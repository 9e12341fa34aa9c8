//! Quarry package manifest (`<name>.quarry`) parsing and validation.
//!
//! A manifest is a TOML document holding the package's raw declarations:
//! identity, flags, dependency ranges, and components. Nothing here is
//! resolved against a configuration; that happens in [`crate::Package::resolve`].

use crate::source::InstallLocation;
use semver::{Version, VersionReq};
use serde::{Deserialize, Serialize};
use std::collections::BTreeMap;
use std::path::Path;
use thiserror::Error;

/// Manifest file extension. A package directory holds exactly one
/// `<name>.quarry` file.
pub const MANIFEST_EXT: &str = "quarry";

/// Source file extension.
pub const SOURCE_EXT: &str = "qy";

/// The source directory for library and test modules.
pub const SOURCE_DIR: &str = "src";

/// Default directory for executable entry points.
pub const APP_DIR: &str = "app";

/// Default directory for test-suite entry points.
pub const TESTS_DIR: &str = "tests";

/// Default directory for benchmark entry points.
pub const BENCHES_DIR: &str = "benches";

/// Errors that can occur when working with manifests.
#[derive(Error, Debug)]
pub enum ManifestError {
    #[error("failed to read manifest file: {0}")]
    Io(#[from] std::io::Error),

    #[error("failed to parse manifest: {0}")]
    Parse(#[from] toml::de::Error),

    #[error("invalid package name '{0}': {1}")]
    InvalidName(String, &'static str),

    #[error("invalid version requirement '{requirement}' for dependency '{dependency}': {reason}")]
    InvalidVersionReq {
        dependency: String,
        requirement: String,
        reason: String,
    },

    #[error("dependency '{dependency}' is gated on undefined flag '{flag}'")]
    UnknownFlag { dependency: String, flag: String },

    #[error("duplicate component name '{0}'")]
    DuplicateComponent(String),
}

/// The complete manifest for one package.
#[derive(Debug, Clone, Serialize, Deserialize)]
#[serde(deny_unknown_fields)]
pub struct Manifest {
    /// Package identity and build type (required).
    pub package: PackageDecl,

    /// Flags the package defines, with their defaults.
    #[serde(default)]
    pub flags: BTreeMap<String, FlagDecl>,

    /// Library dependencies.
    #[serde(default)]
    pub dependencies: BTreeMap<String, DependencySpec>,

    /// Build-tool dependencies (preprocessors, code generators).
    #[serde(default, rename = "tool-dependencies")]
    pub tool_dependencies: BTreeMap<String, DependencySpec>,

    /// Library component.
    #[serde(default)]
    pub lib: Option<LibraryDecl>,

    /// Executable components.
    #[serde(default, rename = "bin")]
    pub binaries: Vec<ComponentDecl>,

    /// Test-suite components.
    #[serde(default, rename = "test")]
    pub tests: Vec<ComponentDecl>,

    /// Benchmark components.
    #[serde(default, rename = "bench")]
    pub benches: Vec<ComponentDecl>,
}

/// Package identity section.
#[derive(Debug, Clone, Serialize, Deserialize)]
#[serde(deny_unknown_fields)]
pub struct PackageDecl {
    /// Package name (required).
    pub name: String,

    /// Package version (required, semver).
    pub version: Version,

    /// How the package is built.
    #[serde(default, rename = "build-type")]
    pub build_type: BuildType,

    /// Short description.
    #[serde(default)]
    pub description: Option<String>,
}

/// How a package is built.
#[derive(Debug, Clone, Copy, PartialEq, Eq, Serialize, Deserialize, Default)]
#[serde(rename_all = "kebab-case")]
pub enum BuildType {
    /// Conventional layout, no build script.
    #[default]
    Simple,
    /// The package ships its own build script.
    Custom,
}

/// A flag declaration.
#[derive(Debug, Clone, Serialize, Deserialize)]
#[serde(deny_unknown_fields)]
pub struct FlagDecl {
    /// Value used when the configuration does not assign the flag.
    #[serde(default)]
    pub default: bool,

    /// What the flag controls.
    #[serde(default)]
    pub description: Option<String>,
}

/// Dependency specification.
///
/// Either a plain version requirement string or a detailed table.
#[derive(Debug, Clone, Serialize, Deserialize)]
#[serde(untagged)]
pub enum DependencySpec {
    /// Simple requirement string: `"1.0"` or `"^2.1.0"`.
    Simple(String),

    /// Detailed specification.
    Detailed(Dependency),
}

impl DependencySpec {
    /// The raw requirement string, if one was given.
    #[must_use]
    pub fn requirement(&self) -> Option<&str> {
        match self {
            Self::Simple(v) => Some(v),
            Self::Detailed(d) => d.version.as_deref(),
        }
    }

    /// The flag this dependency is gated on, if any.
    #[must_use]
    pub fn gate(&self) -> Option<&str> {
        match self {
            Self::Simple(_) => None,
            Self::Detailed(d) => d.flag.as_deref(),
        }
    }

    /// The install location this consumer requires for the dependency.
    #[must_use]
    pub fn required_location(&self) -> InstallLocation {
        match self {
            Self::Simple(_) => InstallLocation::Snapshot,
            Self::Detailed(d) => d.location.unwrap_or(InstallLocation::Snapshot),
        }
    }

    /// Parse the requirement into a [`VersionReq`].
    ///
    /// A missing requirement means "any version". Bare versions like
    /// `"1.2.0"` are treated as caret requirements.
    ///
    /// # Errors
    ///
    /// Returns an error if the requirement string is not valid.
    pub fn version_req(&self, dependency: &str) -> Result<VersionReq, ManifestError> {
        match self.requirement() {
            None => Ok(VersionReq::STAR),
            Some(raw) => parse_version_req(dependency, raw),
        }
    }
}

/// Detailed dependency specification.
#[derive(Debug, Clone, Default, Serialize, Deserialize)]
#[serde(deny_unknown_fields)]
pub struct Dependency {
    /// Version requirement.
    #[serde(default)]
    pub version: Option<String>,

    /// Flag gating this dependency. When the flag resolves to false the
    /// dependency is sieved out of the resolved set.
    #[serde(default)]
    pub flag: Option<String>,

    /// Install location this consumer requires. `local` forces the
    /// dependency to be rebuilt in the project even when a shared snapshot
    /// copy exists.
    #[serde(default)]
    pub location: Option<InstallLocation>,
}

/// Library component declaration.
#[derive(Debug, Clone, Default, Serialize, Deserialize)]
#[serde(deny_unknown_fields)]
pub struct LibraryDecl {
    /// All modules the library is built from.
    #[serde(default)]
    pub modules: Vec<String>,

    /// Modules visible to downstream packages.
    #[serde(default, rename = "exposed-modules")]
    pub exposed_modules: Vec<String>,

    /// Dependencies private to the library component.
    #[serde(default)]
    pub dependencies: BTreeMap<String, DependencySpec>,
}

/// A non-library component (executable, test suite, benchmark).
#[derive(Debug, Clone, Serialize, Deserialize)]
#[serde(deny_unknown_fields)]
pub struct ComponentDecl {
    /// Component name.
    pub name: String,

    /// Entry-point file, relative to the package root. Defaults to
    /// `app/<name>.qy` for binaries and `src/<name>.qy` otherwise.
    #[serde(default)]
    pub path: Option<String>,

    /// Additional modules compiled into the component.
    #[serde(default)]
    pub modules: Vec<String>,

    /// Dependencies private to the component.
    #[serde(default)]
    pub dependencies: BTreeMap<String, DependencySpec>,
}

impl Manifest {
    /// Load a manifest from a file path.
    ///
    /// # Errors
    ///
    /// Returns an error if the file cannot be read or parsed.
    pub fn from_path(path: impl AsRef<Path>) -> Result<Self, ManifestError> {
        let content = std::fs::read_to_string(path)?;
        Self::parse(&content)
    }

    /// Parse a manifest from a TOML string.
    ///
    /// # Errors
    ///
    /// Returns an error if the TOML is invalid or a declaration fails
    /// validation.
    pub fn parse(content: &str) -> Result<Self, ManifestError> {
        let manifest: Self = toml::from_str(content)?;
        manifest.validate()?;
        Ok(manifest)
    }

    fn validate(&self) -> Result<(), ManifestError> {
        self.validate_name()?;
        self.validate_dependencies()?;
        self.validate_components()?;
        Ok(())
    }

    fn validate_name(&self) -> Result<(), ManifestError> {
        let name = &self.package.name;

        if name.is_empty() {
            return Err(ManifestError::InvalidName(
                name.clone(),
                "name cannot be empty",
            ));
        }

        if name.len() > 64 {
            return Err(ManifestError::InvalidName(
                name.clone(),
                "name cannot exceed 64 characters",
            ));
        }

        if !name.chars().next().is_some_and(|c| c.is_ascii_alphabetic()) {
            return Err(ManifestError::InvalidName(
                name.clone(),
                "name must start with a letter",
            ));
        }

        for c in name.chars() {
            if !c.is_ascii_alphanumeric() && c != '-' && c != '_' {
                return Err(ManifestError::InvalidName(
                    name.clone(),
                    "name can only contain letters, numbers, hyphens, and underscores",
                ));
            }
        }

        Ok(())
    }

    fn validate_dependencies(&self) -> Result<(), ManifestError> {
        for (name, spec) in self.all_dependencies() {
            spec.version_req(name)?;

            if let Some(flag) = spec.gate() {
                if !self.flags.contains_key(flag) {
                    return Err(ManifestError::UnknownFlag {
                        dependency: name.clone(),
                        flag: flag.to_string(),
                    });
                }
            }
        }
        Ok(())
    }

    fn validate_components(&self) -> Result<(), ManifestError> {
        let mut seen = std::collections::BTreeSet::new();
        for component in self
            .binaries
            .iter()
            .chain(&self.tests)
            .chain(&self.benches)
        {
            if !seen.insert(component.name.as_str()) {
                return Err(ManifestError::DuplicateComponent(component.name.clone()));
            }
        }
        Ok(())
    }

    /// Iterate over every declared dependency, regardless of component or
    /// flag gating. This is the unsieved set.
    pub fn all_dependencies(&self) -> impl Iterator<Item = (&String, &DependencySpec)> {
        let lib_deps = self.lib.iter().flat_map(|l| l.dependencies.iter());
        let component_deps = self
            .binaries
            .iter()
            .chain(&self.tests)
            .chain(&self.benches)
            .flat_map(|c| c.dependencies.iter());

        self.dependencies
            .iter()
            .chain(self.tool_dependencies.iter())
            .chain(lib_deps)
            .chain(component_deps)
    }

    /// Serialize the manifest to a TOML string.
    ///
    /// # Errors
    ///
    /// Returns an error if serialization fails.
    pub fn to_toml_string(&self) -> Result<String, toml::ser::Error> {
        toml::to_string_pretty(self)
    }
}

/// Parse a version requirement string, treating bare versions as caret
/// requirements.
pub(crate) fn parse_version_req(
    dependency: &str,
    raw: &str,
) -> Result<VersionReq, ManifestError> {
    let normalized = if raw.chars().next().is_some_and(|c| c.is_ascii_digit()) {
        format!("^{raw}")
    } else {
        raw.to_string()
    };

    VersionReq::parse(&normalized).map_err(|e| ManifestError::InvalidVersionReq {
        dependency: dependency.to_string(),
        requirement: raw.to_string(),
        reason: e.to_string(),
    })
}

#[cfg(test)]
mod tests {
    use super::*;

    #[test]
    fn parse_minimal_manifest() {
        let toml = r#"
[package]
name = "foo"
version = "1.0.0"
"#;
        let manifest = Manifest::parse(toml).unwrap();
        assert_eq!(manifest.package.name, "foo");
        assert_eq!(manifest.package.version, Version::new(1, 0, 0));
        assert_eq!(manifest.package.build_type, BuildType::Simple);
    }

    #[test]
    fn parse_full_manifest() {
        let toml = r#"
[package]
name = "web-server"
version = "2.1.0"
build-type = "simple"
description = "An example server"

[flags]
tls = { default = true, description = "Enable TLS support" }

[dependencies]
http = "^1.0"
crypto = { version = "^3", flag = "tls" }

[tool-dependencies]
codegen = "^0.4"

[lib]
modules = ["Server", "Server.Routes"]
exposed-modules = ["Server"]

[[bin]]
name = "serve"

[[test]]
name = "spec"
modules = ["Server.Spec"]

[test.dependencies]
checkwright = "^2"
"#;
        let manifest = Manifest::parse(toml).unwrap();
        assert_eq!(manifest.dependencies.len(), 2);
        assert_eq!(manifest.tool_dependencies.len(), 1);
        assert_eq!(manifest.binaries.len(), 1);
        assert_eq!(manifest.tests.len(), 1);
        assert_eq!(manifest.tests[0].dependencies.len(), 1);
        assert!(manifest.lib.is_some());
    }

    #[test]
    fn dependency_gate_and_location() {
        let toml = r#"
[package]
name = "foo"
version = "0.1.0"

[flags]
fancy = { default = false }

[dependencies]
plain = "^1"
gated = { version = "^2", flag = "fancy" }
pinned = { version = "^3", location = "local" }
"#;
        let manifest = Manifest::parse(toml).unwrap();
        assert_eq!(manifest.dependencies["plain"].gate(), None);
        assert_eq!(manifest.dependencies["gated"].gate(), Some("fancy"));
        assert_eq!(
            manifest.dependencies["pinned"].required_location(),
            InstallLocation::Local
        );
        assert_eq!(
            manifest.dependencies["plain"].required_location(),
            InstallLocation::Snapshot
        );
    }

    #[test]
    fn bare_versions_are_caret() {
        let req = parse_version_req("dep", "1.2.0").unwrap();
        assert!(req.matches(&Version::new(1, 5, 0)));
        assert!(!req.matches(&Version::new(2, 0, 0)));
    }

    #[test]
    fn invalid_name_rejected() {
        let toml = r#"
[package]
name = "9lives"
version = "0.1.0"
"#;
        let err = Manifest::parse(toml).unwrap_err();
        assert!(matches!(err, ManifestError::InvalidName(..)));
    }

    #[test]
    fn undefined_flag_gate_rejected() {
        let toml = r#"
[package]
name = "foo"
version = "0.1.0"

[dependencies]
bar = { version = "^1", flag = "nope" }
"#;
        let err = Manifest::parse(toml).unwrap_err();
        assert!(matches!(err, ManifestError::UnknownFlag { .. }));
    }

    #[test]
    fn invalid_version_requirement_rejected() {
        let toml = r#"
[package]
name = "foo"
version = "0.1.0"

[dependencies]
bar = "not-a-req"
"#;
        let err = Manifest::parse(toml).unwrap_err();
        assert!(matches!(err, ManifestError::InvalidVersionReq { .. }));
    }

    #[test]
    fn duplicate_component_rejected() {
        let toml = r#"
[package]
name = "foo"
version = "0.1.0"

[[bin]]
name = "tool"

[[test]]
name = "tool"
"#;
        let err = Manifest::parse(toml).unwrap_err();
        assert!(matches!(err, ManifestError::DuplicateComponent(..)));
    }

    #[test]
    fn all_dependencies_spans_components() {
        let toml = r#"
[package]
name = "foo"
version = "0.1.0"

[dependencies]
base = "^1"

[lib]
modules = ["Foo"]

[lib.dependencies]
inner = "^2"

[[test]]
name = "spec"

[test.dependencies]
checkwright = "^2"
"#;
        let manifest = Manifest::parse(toml).unwrap();
        let names: Vec<&str> = manifest
            .all_dependencies()
            .map(|(n, _)| n.as_str())
            .collect();
        assert!(names.contains(&"base"));
        assert!(names.contains(&"inner"));
        assert!(names.contains(&"checkwright"));
    }
}
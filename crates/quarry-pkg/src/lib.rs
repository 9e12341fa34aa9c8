//! Build-plan bookkeeping for the Quarry build tool.
//!
//! This crate is the state model every later build phase runs on. It
//! provides:
//! - Parsing and validation of `*.quarry` package manifests
//! - Two-phase resolution of project packages (baseline, and with test and
//!   benchmark components forced on)
//! - The per-package build cache and file-level dirtiness detection
//! - The snapshot-vs-local install-location model and the build-plan-wide
//!   source map
//! - Project files (`quarry-project.toml`) and member discovery
//!
//! Choosing concrete dependency versions, building compiler command lines,
//! and fetching archives are all external to this crate: the solver's output
//! is consumed through [`SourceMap::build`], and compiler invocation
//! consumes the dirty verdicts and capabilities exposed here.

mod config;
mod fingerprint;
mod local;
mod manifest;
mod package;
mod project;
mod source;

pub use config::{BuildEnv, HostEnv, PackageConfig, Platform};
pub use fingerprint::{
    BuildCache, CacheError, CacheRefresh, CacheStore, Fingerprint, CACHE_DIR, CACHE_FILE,
};
pub use local::{find_manifest, LocalPackage, ResolveError};
pub use manifest::{
    BuildType, ComponentDecl, Dependency, DependencySpec, FlagDecl, LibraryDecl, Manifest,
    ManifestError, PackageDecl, APP_DIR, BENCHES_DIR, MANIFEST_EXT, SOURCE_DIR, SOURCE_EXT,
    TESTS_DIR,
};
pub use package::{
    CapabilityError, FilesCapability, ModulesCapability, OptionsCapability, Package,
    PackageIdentifier,
};
pub use project::{Project, ProjectError, ProjectManifest, ProjectSection, PROJECT_FILE};
pub use source::{
    InstallLocation, PackageSource, SourceMap, UpstreamCandidate, UpstreamPackage,
};
impl Package {
    /// Resolve a manifest under a configuration.
    ///
    /// `manifest_path` locates the manifest on disk; the capabilities built
    /// here close over it so a later invocation can detect that the manifest
    /// disappeared.
    ///
    /// # Errors
    ///
    /// Returns an error if a dependency range fails to parse.
    pub fn resolve(
        manifest: &Manifest,
        manifest_path: &Path,
        config: &PackageConfig,
    ) -> Result<Self, ManifestError> {
        let root = manifest_root(manifest_path);

        // Flag assignment: defaults, then configuration overrides. Unknown
        // names in the configuration may target other packages and are
        // ignored here.
        let mut flags = BTreeMap::new();
        for (name, decl) in &manifest.flags {
            let value = config.flags.get(name).copied().unwrap_or(decl.default);
            flags.insert(name.clone(), value);
        }

        let mut deps: BTreeMap<String, VersionReq> = BTreeMap::new();
        let mut sieve = |specs: &BTreeMap<String, crate::manifest::DependencySpec>|
         -> Result<(), ManifestError> {
            for (name, spec) in specs {
                if let Some(flag) = spec.gate() {
                    if !flags.get(flag).copied().unwrap_or(false) {
                        continue;
                    }
                }
                let req = spec.version_req(name)?;
                deps.entry(name.clone()).or_insert(req);
            }
            Ok(())
        };

        sieve(&manifest.dependencies)?;
        if let Some(lib) = &manifest.lib {
            sieve(&lib.dependencies)?;
        }
        for bin in &manifest.binaries {
            sieve(&bin.dependencies)?;
        }
        if config.enable_tests {
            for test in &manifest.tests {
                sieve(&test.dependencies)?;
            }
        }
        if config.enable_benchmarks {
            for bench in &manifest.benches {
                sieve(&bench.dependencies)?;
            }
        }

        let mut tool_deps = BTreeMap::new();
        for (name, spec) in &manifest.tool_dependencies {
            if let Some(flag) = spec.gate() {
                if !flags.get(flag).copied().unwrap_or(false) {
                    continue;
                }
            }
            tool_deps.insert(name.clone(), spec.version_req(name)?);
        }

        let unsieved_deps = manifest.all_dependencies().map(|(n, _)| n.clone()).collect();

        let module_names = resolved_modules(manifest, config);
        let file_list = resolved_files(manifest, &root, manifest_path, config);

        let files = files_capability(manifest_path.to_path_buf(), file_list);
        let modules = modules_capability(manifest_path.to_path_buf(), module_names);
        let build_options = options_capability(
            manifest.package.name.clone(),
            manifest.package.version.clone(),
            flags.clone(),
        );

        Ok(Self {
            name: manifest.package.name.clone(),
            version: manifest.package.version.clone(),
            deps,
            tool_deps,
            unsieved_deps,
            flags,
            defined_flags: manifest.flags.keys().cloned().collect(),
            executables: manifest.binaries.iter().map(|c| c.name.clone()).collect(),
            test_suites: manifest.tests.iter().map(|c| c.name.clone()).collect(),
            benchmarks: manifest.benches.iter().map(|c| c.name.clone()).collect(),
            has_library: manifest.lib.is_some(),
            has_exposed_modules: manifest
                .lib
                .as_ref()
                .is_some_and(|l| !l.exposed_modules.is_empty()),
            simple_build_type: manifest.package.build_type == BuildType::Simple,
            files,
            modules,
            build_options,
        })
    }

    /// This package's identity.
    #[must_use]
    pub fn identifier(&self) -> PackageIdentifier {
        PackageIdentifier {
            name: self.name.clone(),
            version: self.version.clone(),
        }
    }
}

fn manifest_root(manifest_path: &Path) -> PathBuf {
    manifest_path
        .parent()
        .map_or_else(|| PathBuf::from("."), Path::to_path_buf)
}

/// Map a dotted module name to its source file: `Foo.Bar` becomes
/// `src/Foo/Bar.qy`.
fn module_file(root: &Path, module: &str) -> PathBuf {
    let mut path = root.join(SOURCE_DIR);
    for segment in module.split('.') {
        path.push(segment);
    }
    path.set_extension(SOURCE_EXT);
    path
}

fn component_entry(root: &Path, component: &ComponentDecl, default_dir: &str) -> PathBuf {
    component.path.as_ref().map_or_else(
        || {
            root.join(default_dir)
                .join(&component.name)
                .with_extension(SOURCE_EXT)
        },
        |p| root.join(p),
    )
}

/// Module names visible under a configuration.
fn resolved_modules(manifest: &Manifest, config: &PackageConfig) -> Vec<String> {
    let mut modules = Vec::new();
    if let Some(lib) = &manifest.lib {
        modules.extend(lib.modules.iter().cloned());
    }
    for bin in &manifest.binaries {
        modules.extend(bin.modules.iter().cloned());
    }
    if config.enable_tests {
        for test in &manifest.tests {
            modules.extend(test.modules.iter().cloned());
        }
    }
    if config.enable_benchmarks {
        for bench in &manifest.benches {
            modules.extend(bench.modules.iter().cloned());
        }
    }
    modules.sort();
    modules.dedup();
    modules
}

/// Source files a configuration's components are built from, including the
/// manifest itself.
pub(crate) fn resolved_files(
    manifest: &Manifest,
    root: &Path,
    manifest_path: &Path,
    config: &PackageConfig,
) -> Vec<PathBuf> {
    let mut files = vec![manifest_path.to_path_buf()];

    if let Some(lib) = &manifest.lib {
        for module in &lib.modules {
            files.push(module_file(root, module));
        }
    }
    for bin in &manifest.binaries {
        files.push(component_entry(root, bin, APP_DIR));
        for module in &bin.modules {
            files.push(module_file(root, module));
        }
    }
    if config.enable_tests {
        for test in &manifest.tests {
            files.push(component_entry(root, test, TESTS_DIR));
            for module in &test.modules {
                files.push(module_file(root, module));
            }
        }
    }
    if config.enable_benchmarks {
        for bench in &manifest.benches {
            files.push(component_entry(root, bench, BENCHES_DIR));
            for module in &bench.modules {
                files.push(module_file(root, module));
            }
        }
    }

    files.sort();
    files.dedup();
    files
}

fn files_capability(manifest_path: PathBuf, files: Vec<PathBuf>) -> FilesCapability {
    Arc::new(move |_env| {
        if !manifest_path.exists() {
            return Err(CapabilityError::ManifestGone(manifest_path.clone()));
        }
        Ok(files.clone())
    })
}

+ + + +

__Requirement__:
What you return must be an exact retyping of the lines above starting at the line with "components forced on)" and ending at the line with "Choosing concrete dependency", and nothing besides.

__Exercise output__:
//!   benchmark components forced on)
//! - The per-package build cache and file-level dirtiness detection
//! - The snapshot-vs-local install-location model and the build-plan-wide
//!   source map
//! - Project files (`quarry-project.toml`) and member discovery
//!
//! Choosing concrete dependency versions, building compiler command lines,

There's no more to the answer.